The expedition to Lapland, the northernmost region in Sweden, by Carl Linnaeus between May and October 1732 was an important part of his scientific career.

Linnaeus departed from Uppsala and travelled clockwise around the coast of the Gulf of Bothnia over the course of six months, making major inland incursions from Umeå, Luleå and Tornio. His observations became the basis of his book Flora Lapponica (1737) in which Linnaeus’ ideas about nomenclature and classification were first used in a practical way. Linnaeus kept a journal of his expedition which was first published posthumously as an English translation called Lachesis Lapponica: A Tour in Lapland (1811).

==Background==
In April 1732, Linnaeus was awarded a grant from the Royal Society of Sciences in Uppsala for his journey. Olof Rudbeck the Younger, one of Linnaeus' former professors at Uppsala University, had made an expedition to Lapland in 1695, but the detailed results of his exploration were lost in a fire seven years afterwards. Linnaeus' hope was to find new plants, animals and possibly valuable minerals. He was also curious about the customs of the native Sami people, reindeer-herding nomads who wandered the vast tundras of Fennoscandia.

==Uppsala to Umeå==
Linnaeus began his expedition from Uppsala in May; he travelled on foot and horse, bringing with him his journal, botanical and ornithological manuscripts and sheets of paper for pressing plants. It took him 11 days to reach Umeå, via Gävle (near which he found great quantities of Campanula serpyllifolia, later known as Linnaea borealis, the twinflower that would become his favourite). He sometimes dismounted on the way to examine a flower or rock and was particularly interested in mosses and lichens, the latter a main part of the diet of the reindeer, a common animal in Lapland.

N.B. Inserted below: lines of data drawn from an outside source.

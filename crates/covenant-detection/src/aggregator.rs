//! Per-agent metrics aggregation.
//!
//! The one stateful component of the engine. Records the latest analysis
//! outputs per agent and exposes cross-agent aggregated views for reporting.
//! Backed by a concurrent map so updates for different agents proceed fully
//! in parallel while updates for the same agent serialize on that agent's
//! entry; the read-modify-write on `drift_events` and `score_delta` is not
//! commutative, so per-key exclusivity is load-bearing, not an optimization.

use chrono::Utc;
use dashmap::DashMap;
use tracing::debug;

use covenant_core::{AgentId, AgentMetricsRecord, TrustDeclaration, WindowAnalysisResult};

/// Stateful store of the latest per-agent analysis snapshots.
///
/// Records are created on the first declaration seen for an agent and
/// overwritten on every subsequent one. Nothing here deletes records;
/// eviction and retention belong to the caller.
#[derive(Debug, Default)]
pub struct MetricsAggregator {
    records: DashMap<AgentId, AgentMetricsRecord>,
}

impl MetricsAggregator {
    /// Create an empty aggregator.
    pub fn new() -> Self {
        Self::default()
    }

    /// Record the latest analysis outputs for an agent.
    ///
    /// `previous_guilt_score` is supplied by the caller (this core retains no
    /// history beyond the record itself); `score_delta` is the declaration's
    /// guilt score minus it. `drift_events` increments by exactly one per
    /// call whose window analysis flagged drift — the count reflects call
    /// count, never more. Returns the post-update snapshot.
    pub fn update(
        &self,
        agent_id: &AgentId,
        declaration: &TrustDeclaration,
        previous_guilt_score: f64,
        window_analysis: &WindowAnalysisResult,
    ) -> AgentMetricsRecord {
        let drifted = window_analysis.drift.drifting;
        let mut entry = self
            .records
            .entry(agent_id.clone())
            .or_insert_with(|| AgentMetricsRecord {
                agent_id: agent_id.clone(),
                compliance_score: 0.0,
                guilt_score: 0.0,
                score_delta: 0.0,
                drift_events: 0,
                content_emergence_score: 0.0,
                critical_fail_rate: 0.0,
                last_updated: Utc::now(),
            });

        let record = entry.value_mut();
        record.compliance_score = declaration.compliance_score;
        record.guilt_score = declaration.guilt_score;
        record.score_delta = declaration.guilt_score - previous_guilt_score;
        if drifted {
            record.drift_events += 1;
        }
        record.content_emergence_score = window_analysis.content_emergence.score;
        record.critical_fail_rate = window_analysis.critical_fail_rate;
        record.last_updated = Utc::now();

        debug!(
            agent = %agent_id,
            guilt = record.guilt_score,
            delta = record.score_delta,
            drift_events = record.drift_events,
            "agent metrics updated"
        );

        record.clone()
    }

    /// Snapshot of a single agent's record, if one exists.
    pub fn record(&self, agent_id: &AgentId) -> Option<AgentMetricsRecord> {
        self.records.get(agent_id).map(|r| r.value().clone())
    }

    /// Snapshots of all agent records, ordered by agent id.
    ///
    /// Read-only: never mutates state. The ordering is imposed here because
    /// the underlying map iterates in unspecified order.
    pub fn all_records(&self) -> Vec<AgentMetricsRecord> {
        let mut records: Vec<AgentMetricsRecord> =
            self.records.iter().map(|r| r.value().clone()).collect();
        records.sort_by(|a, b| a.agent_id.cmp(&b.agent_id));
        records
    }

    /// Number of agents tracked.
    pub fn len(&self) -> usize {
        self.records.len()
    }

    /// Whether no agent has been recorded yet.
    pub fn is_empty(&self) -> bool {
        self.records.is_empty()
    }
}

==First inland incursion==
From Umeå, Linnaeus headed towards Lycksele, a town much further inland from the coast than he had traveled until then, examining water birds on the way. After five days, he reached the town and stayed with the pastor and his wife. He then attempted to reach Sorsele but had to turn around at a place called Lycksmyran ("lucky marsh") due to extremely difficult conditions. In the beginning of June he returned to Umeå after having spent additional days in Lycksele, and learning more of the customs of the Sami. (See e.g. Tablut)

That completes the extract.